Shares of pawn brokers, payday lenders and other subprime consumer finance companies have rallied and outperformed the broader market since Dec 22, when 800,000 federal workers were furloughed or left working without pay.
Pawn broker chains EZCorp and FirstCash have jumped over 18 percent since that date, with no resolution in sight over congressional Democrats refusal to approve Republican President Donald Trump’s demand for $5.7 billion in partial funding for a wall along the U.S.-Mexico border.
Companies that provide payday loans and other kinds of subprime consumer credit have also rallied. Enova International, Curo Group Holding and OneMain Holdings have each surged 23 percent.
Citigroup and other banks have helped with mortgage payments, overdraft fees and credit card costs to government workers, including employees from the Coast Guard, Transport Security Agency and other government workers struggling to make ends meet.
But with federal workers on Friday missing their second consecutive paychecks, some are likely turning to subprime consumer lenders. Virginia Attorney General Mark R. Herring this week warned people to be wary of the risks associated with high-interest payday and online loans.
On Thursday, U.S. Commerce Secretary Wilbur Ross on Thursday urged furloughed federal workers facing a second missed paycheck to seek loans to pay their bills.
Investors should be also be careful, warned Piper Jaffray analyst Kevin Barker, who said any potential increase in business for payday lenders and credit card companies is likely to disappear when the shutdown ends.
“These people are going to get their paychecks eventually. The market is not going to look at this as a long-term, sustainable uplift,” said Barker, who has an “overweight” rating on OneMain Holdings.
The shutdown has created uncertainty about consumer confidence, retail spending and the economy at large. Restaurants and other businesses in Washington that cater to federal employees have already taken a hit. But Wall Street has mostly shrugged off the shutdown, at least so far, even as it extends its lead as the longest in history.
Dollar Tree and Dollar General Corp, go-to retail stocks for investors expecting economic downturns and weak consumer spending, have both gained about 13 percent since the shutdown began, better than the gain of more than 9 percent in the S&P 500, but in line with other U.S. retailers.

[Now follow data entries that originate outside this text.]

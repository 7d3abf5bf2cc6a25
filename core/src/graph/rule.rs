//! Derivation rules and the graph that holds them
//!
//! A rule is a flat record "knowing all sources lets you derive the target
//! in `cost` reasoning steps". Rules never point at shapes or edges
//! directly; everything goes through id-keyed lookups, so the graph has no
//! reference cycles and serializes cleanly.

use super::quantity::{Quantity, QuantityId};
use rustc_hash::FxHashMap;
use serde::{Deserialize, Serialize};

/// One directed derivation rule
#[derive(Debug, Clone, PartialEq, Serialize, Deserialize)]
pub struct DerivationRule {
    /// All sources must be known before the rule fires
    pub sources: Vec<QuantityId>,
    pub target: QuantityId,

    /// Reasoning steps this derivation costs the student; 0 for identities
    /// that require no work (opposite rectangle sides, seam aliases)
    pub cost: u32,

    /// Explainability tag, never used for computation
    pub rationale: String,
}

impl DerivationRule {
    pub fn new(sources: Vec<QuantityId>, target: QuantityId, cost: u32, rationale: &str) -> Self {
        Self {
            sources,
            target,
            cost,
            rationale: rationale.to_string(),
        }
    }
}

/// The full derivation graph of one figure
#[derive(Debug, Clone, Default, Serialize, Deserialize)]
pub struct DerivationGraph {
    pub quantities: FxHashMap<QuantityId, Quantity>,
    pub rules: Vec<DerivationRule>,

    /// Quantities the student must be able to reach; by default just the
    /// total-area quantity
    pub targets: Vec<QuantityId>,
}

impl DerivationGraph {
    pub fn new() -> Self {
        Self::default()
    }

    pub fn add_quantity(&mut self, quantity: Quantity) {
        self.quantities.insert(quantity.id, quantity);
    }

    pub fn add_rule(&mut self, rule: DerivationRule) {
        self.rules.push(rule);
    }

    pub fn add_target(&mut self, id: QuantityId) {
        if !self.targets.contains(&id) {
            self.targets.push(id);
        }
    }

    pub fn quantity(&self, id: QuantityId) -> Option<&Quantity> {
        self.quantities.get(&id)
    }

    /// All quantity ids sorted, for deterministic scans
    pub fn quantity_ids(&self) -> Vec<QuantityId> {
        let mut ids: Vec<QuantityId> = self.quantities.keys().copied().collect();
        ids.sort();
        ids
    }

    /// Ids of all measurable quantities, sorted
    pub fn measurable_ids(&self) -> Vec<QuantityId> {
        let mut ids: Vec<QuantityId> = self
            .quantities
            .values()
            .filter(|q| q.measurable)
            .map(|q| q.id)
            .collect();
        ids.sort();
        ids
    }

    pub fn num_quantities(&self) -> usize {
        self.quantities.len()
    }

    pub fn num_rules(&self) -> usize {
        self.rules.len()
    }
}

#[cfg(test)]
mod tests {
    use super::super::quantity::{Quantity, QuantityKind, QuantityRef};
    use super::*;
    use crate::figure::EdgeId;

    fn length_quantity(id: u32, value: f64, measurable: bool) -> Quantity {
        Quantity::new(
            QuantityId(id),
            QuantityKind::Length,
            value,
            QuantityRef::Edge(EdgeId(id)),
            measurable,
        )
    }

    #[test]
    fn test_graph_accumulates() {
        let mut graph = DerivationGraph::new();
        graph.add_quantity(length_quantity(0, 3.0, true));
        graph.add_quantity(length_quantity(1, 3.0, false));
        graph.add_rule(DerivationRule::new(
            vec![QuantityId(0)],
            QuantityId(1),
            0,
            "opposite sides of a rectangle are equal",
        ));
        graph.add_target(QuantityId(1));

        assert_eq!(graph.num_quantities(), 2);
        assert_eq!(graph.num_rules(), 1);
        assert_eq!(graph.targets, vec![QuantityId(1)]);
    }

    #[test]
    fn test_target_deduplicated() {
        let mut graph = DerivationGraph::new();
        graph.add_target(QuantityId(5));
        graph.add_target(QuantityId(5));

        assert_eq!(graph.targets.len(), 1);
    }

    #[test]
    fn test_measurable_ids_sorted() {
        let mut graph = DerivationGraph::new();
        graph.add_quantity(length_quantity(2, 1.0, true));
        graph.add_quantity(length_quantity(0, 1.0, true));
        graph.add_quantity(length_quantity(1, 1.0, false));

        assert_eq!(graph.measurable_ids(), vec![QuantityId(0), QuantityId(2)]);
    }
}
//! Seeded randomness
//!
//! The engine consumes randomness only through the small `RandomSource`
//! surface, so any reproducible generator is substitutable. The default
//! implementation wraps `ChaCha8Rng`: the same seed always produces the
//! same sequence, which is what makes whole problem sets reproducible.

use rand::seq::SliceRandom;
use rand::{Rng, SeedableRng};
use rand_chacha::ChaCha8Rng;

/// Minimal random surface the generator needs
pub trait RandomSource {
    /// Pick one element of a non-empty slice; None on an empty slice
    fn pick<'a, T>(&mut self, items: &'a [T]) -> Option<&'a T>;

    /// Shuffle a slice in place
    fn shuffle<T>(&mut self, items: &mut [T]);

    /// Uniform integer in `min..=max`
    fn int(&mut self, min: i64, max: i64) -> i64;

    /// True with probability `p`
    fn chance(&mut self, p: f64) -> bool;
}

/// ChaCha8-backed reproducible random source
#[derive(Debug, Clone)]
pub struct SeededRng {
    inner: ChaCha8Rng,
}

impl SeededRng {
    pub fn new(seed: u64) -> Self {
        Self {
            inner: ChaCha8Rng::seed_from_u64(seed),
        }
    }
}

impl RandomSource for SeededRng {
    fn pick<'a, T>(&mut self, items: &'a [T]) -> Option<&'a T> {
        items.choose(&mut self.inner)
    }

    fn shuffle<T>(&mut self, items: &mut [T]) {
        items.shuffle(&mut self.inner);
    }

    fn int(&mut self, min: i64, max: i64) -> i64 {
        if min >= max {
            return min;
        }
        self.inner.gen_range(min..=max)
    }

    fn chance(&mut self, p: f64) -> bool {
        self.inner.gen_bool(p.clamp(0.0, 1.0))
    }
}

#[cfg(test)]
mod tests {
    use super::*;

    #[test]
    fn test_same_seed_same_sequence() {
        let mut a = SeededRng::new(42);
        let mut b = SeededRng::new(42);

        for _ in 0..32 {
            assert_eq!(a.int(0, 100), b.int(0, 100));
        }
    }

    #[test]
    fn test_different_seeds_diverge() {
        let mut a = SeededRng::new(1);
        let mut b = SeededRng::new(2);

        let seq_a: Vec<i64> = (0..16).map(|_| a.int(0, 1_000_000)).collect();
        let seq_b: Vec<i64> = (0..16).map(|_| b.int(0, 1_000_000)).collect();

        assert_ne!(seq_a, seq_b);
    }

    #[test]
    fn test_shuffle_reproducible() {
        let mut a = SeededRng::new(9);
        let mut b = SeededRng::new(9);

        let mut v1: Vec<u32> = (0..20).collect();
        let mut v2: Vec<u32> = (0..20).collect();
        a.shuffle(&mut v1);
        b.shuffle(&mut v2);

        assert_eq!(v1, v2);
    }

    #[test]
    fn test_pick_empty_slice() {
        let mut rng = SeededRng::new(0);
        let empty: [u8; 0] = [];

        assert!(rng.pick(&empty).is_none());
    }

    #[test]
    fn test_int_degenerate_range() {
        let mut rng = SeededRng::new(0);
        assert_eq!(rng.int(5, 5), 5);
        assert_eq!(rng.int(7, 3), 7);
    }
}
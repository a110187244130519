//! `enum -p`: writing types back out as declarations.

use std::borrow::Cow;
use std::fmt;

use super::TypeTable;
use super::enum_type::EnumDescriptor;

/// Quote a value so the word splitter reads it back unchanged.
fn quote(value: &str) -> Cow<'_, str> {
    let plain = !value.is_empty()
        && !value.starts_with('[')
        && !value.starts_with('#')
        && value.chars().all(|c| {
            !c.is_whitespace() && !matches!(c, '\'' | '"' | '\\' | '$' | ';' | '(' | ')' | '`')
        });
    if plain {
        Cow::Borrowed(value)
    } else {
        Cow::Owned(format!("'{}'", value.replace('\'', r"'\''")))
    }
}

/// `enum [-i ]NAME=(\n\tv0\n\tv1\n)\n`
pub fn emit_descriptor(out: &mut impl fmt::Write, descriptor: &EnumDescriptor) -> fmt::Result {
    let flag = if descriptor.is_case_insensitive() { "-i " } else { "" };
    writeln!(out, "enum {flag}{}=(", descriptor.name())?;
    for value in descriptor.values() {
        writeln!(out, "\t{}", quote(value))?;
    }
    writeln!(out, ")")
}

/// Write one named type, or every type in declaration order.
///
/// Returns how many types were written; zero means `name` is unknown.
pub fn emit(out: &mut impl fmt::Write, table: &TypeTable, name: Option<&str>) -> Result<usize, fmt::Error> {
    match name {
        Some(name) => match table.get(name) {
            Some(entry) => emit_descriptor(out, entry.descriptor()).map(|()| 1),
            None => Ok(0),
        },
        None => {
            let mut count = 0;
            for entry in table.iter() {
                emit_descriptor(out, entry.descriptor())?;
                count += 1;
            }
            Ok(count)
        }
    }
}

/// The same selection as [`emit`], as a JSON array.
pub fn emit_json(table: &TypeTable, name: Option<&str>) -> Option<serde_json::Value> {
    let descriptors: Vec<&EnumDescriptor> = match name {
        Some(name) => vec![table.get(name)?.descriptor()],
        None => table.iter().map(|e| e.descriptor()).collect(),
    };
    serde_json::to_value(descriptors).ok()
}

#[cfg(test)]
mod tests {
    use super::*;

    fn table() -> TypeTable {
        let mut table = TypeTable::new();
        let colors = ["red", "green", "blue"].map(String::from).to_vec();
        table.register(EnumDescriptor::new("Color", colors, false).unwrap());
        table.register(EnumDescriptor::new("M", vec!["On".into(), "Off".into()], true).unwrap());
        table
    }

    #[test]
    fn one_type() {
        let mut out = String::new();
        assert_eq!(emit(&mut out, &table(), Some("Color")), Ok(1));
        assert_eq!(out, "enum Color=(\n\tred\n\tgreen\n\tblue\n)\n");
    }

    #[test]
    fn case_flag() {
        let mut out = String::new();
        emit(&mut out, &table(), Some("M")).unwrap();
        assert_eq!(out, "enum -i M=(\n\tOn\n\tOff\n)\n");
    }

    #[test]
    fn all_types_in_declaration_order() {
        let mut out = String::new();
        assert_eq!(emit(&mut out, &table(), None), Ok(3));
        let heads: Vec<_> = out.lines().filter(|l| l.starts_with("enum")).collect();
        assert_eq!(heads, ["enum _Bool=(", "enum Color=(", "enum -i M=("]);
    }

    #[test]
    fn unknown_type_writes_nothing() {
        let mut out = String::new();
        assert_eq!(emit(&mut out, &table(), Some("Nope")), Ok(0));
        assert!(out.is_empty());
    }

    #[test]
    fn awkward_values_are_quoted() {
        assert_eq!(quote("plain"), "plain");
        assert_eq!(quote("two words"), "'two words'");
        assert_eq!(quote("it's"), r"'it'\''s'");
        assert_eq!(quote(""), "''");
        assert_eq!(quote("[k]=v"), "'[k]=v'");
    }

    #[test]
    fn json_form() {
        let json = emit_json(&table(), Some("M")).unwrap();
        assert_eq!(json, serde_json::json!([{"name": "M", "values": ["On", "Off"], "ignorecase": true}]));
        assert!(emit_json(&table(), Some("Nope")).is_none());
        assert_eq!(emit_json(&table(), None).unwrap().as_array().map(Vec::len), Some(3));
    }
}
//! Character-set locale for byte/character handling.
//!
//! Only the codeset matters here: either input is treated as UTF-8 and
//! multibyte sequences are decoded, or every byte is one character.

/// Locale codeset, as far as `cut` cares.
#[derive(Debug, Clone, Copy, PartialEq, Eq, Default)]
pub enum Locale {
    /// Multibyte UTF-8 input.
    #[default]
    Utf8,
    /// Single-byte "C"/POSIX semantics.
    C,
}

impl Locale {
    /// Read the locale from `LC_ALL`, `LC_CTYPE` and `LANG`, first non-empty wins.
    pub fn from_env() -> Self {
        Self::from_lookup(|key| std::env::var(key).ok())
    }

    fn from_lookup(lookup: impl Fn(&str) -> Option<String>) -> Self {
        for key in ["LC_ALL", "LC_CTYPE", "LANG"] {
            if let Some(value) = lookup(key)
                && !value.is_empty()
            {
                return Self::from_name(&value);
            }
        }
        Self::Utf8
    }

    /// Classify a locale name like `en_US.UTF-8`, `C.utf8` or `POSIX`.
    pub fn from_name(name: &str) -> Self {
        let Some((_, codeset)) = name.split_once('.') else {
            return Self::C;
        };
        let codeset = codeset.split('@').next().unwrap_or(codeset);
        let normalized: String = codeset
            .chars()
            .filter(|c| *c != '-' && *c != '_')
            .map(|c| c.to_ascii_lowercase())
            .collect();
        if normalized == "utf8" { Self::Utf8 } else { Self::C }
    }

    /// True when characters may span more than one byte.
    pub fn is_multibyte(self) -> bool {
        matches!(self, Self::Utf8)
    }
}
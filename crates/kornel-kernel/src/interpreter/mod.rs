//! Variables, scope and the small amount of word handling the kernel needs.

pub mod expand;
pub mod path;
mod scope;
pub mod variable;
pub mod words;

pub use expand::{expand_items, expand_param, expand_word, value_to_string};
pub use path::{VarPath, VarSegment, is_identifier};
pub use scope::Scope;
pub use variable::{Assignment, Discipline, VarAttrs, VarError, Variable, WriteOutcome};
pub use words::{LexError, Statement, Word, WordPart, split_script};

“I don’t think the market has priced in that this government shutdown is going to last much longer to where it is really going to impact GDP,” said Eric Marshall, a portfolio manager at Hodges Capital Management in Dallas. “Because it has never happened this long, nobody knows exactly how to discount it.”
Meta Financial Group is set to report quarterly results on Monday. EzCorp is expected on Tuesday, according to Refinitiv, followed by FirstCash on Wednesday and World Acceptance on Thursday.